33. The bank’s application for special leave to be allowed to rely upon the two affidavits filed on its behalf without having to produce either deponent for cross-examination is refused. The bank has chosen to join issue with one of the borrowers (Mr. Neligan) on matters which are directly relevant to the grounds upon which he seeks leave to defend the proceedings. The bank’s replying affidavit contains a number of sweeping statements which go well beyond the mere citation of, or comment upon, the content of documents which have been exhibited in the proceedings. Mr Neligan is entitled to cross-examine the deponent on his sweeping statements. Cross-examination will also be allowed in respect of the first deponent because of the link between the two affidavits in terms of exhibited documentation.

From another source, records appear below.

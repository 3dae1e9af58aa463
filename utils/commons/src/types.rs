use super::*;

pub type ContractResult<A> = Result<A, ContractError>;

/// Contract token ID type. The registries used with these auctions identify
/// tokens with 32-bit ids.
pub type ContractTokenId = TokenIdU32;

/// Contract token amount type.
pub type ContractTokenAmount = TokenAmountU64;

/// Wrapping the custom errors in a type with CIS-2 errors.
pub type ContractError = Cis2Error<CustomContractError>;

/// Parameter type for the CIS-2 `transfer` function specialized to the token
/// ids and amounts used by these contracts.
pub type TransferParameter = TransferParams<ContractTokenId, ContractTokenAmount>;

/// Parameter type for the CIS-2 function `balanceOf` specialized to the
/// subset of TokenIDs used by these contracts.
pub type ContractBalanceOfQueryParams = BalanceOfQueryParams<ContractTokenId>;

/// Response type for the CIS-2 function `balanceOf` specialized to the subset
/// of TokenAmounts used by these contracts.
pub type ContractBalanceOfQueryResponse = BalanceOfQueryResponse<ContractTokenAmount>;

/// Handle to a token tracked by an external CIS-2 contract.
#[derive(Debug, Clone, Copy, Serialize, SchemaType, PartialEq, Eq)]
pub struct Token {
    /// Address of the CIS-2 contract tracking the token.
    pub contract: ContractAddress,
    /// Token identifier within that contract.
    pub id: ContractTokenId,
}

34. It should be reiterated that this judgment is concerned solely with the application for special leave pursuant to Order 37, rule 2. This is because the defendants had, previously, made a successful objection to a proposal on the part of the bank that both its application for special leave and the application for liberty to enter judgment should be listed together for hearing. This court did not, therefore, have the option open to it of remitting the matter to plenary hearing.
35. Insofar as costs are concerned, the fourth-named defendant, Mr. Neligan, is entitled to his costs under Part 11 of the Legal Services Regulation Act 2015 and Order 99 on the basis that he has been “entirely successful” in resisting the bank’s motion. (This costs order is subject to a stay on execution pending the determination of the proceedings (including any appeal)). No costs order will be made in favour of any of the other defendants in circumstances where, first, they have not served a notice to cross-examine, and, secondly, they did not file, within time, any affidavit in response to the bank’s motion.
36. The proceedings will be listed for mention (remotely) before me on Monday 25 January 2021 at 10.45 am with a view to fixing a hearing date for the application for judgment. If requested to do so, I will arrange for the application for judgment to be heard by another judge.
Result: Leave to dispense with cross-examination refused under Order 37, rule 2.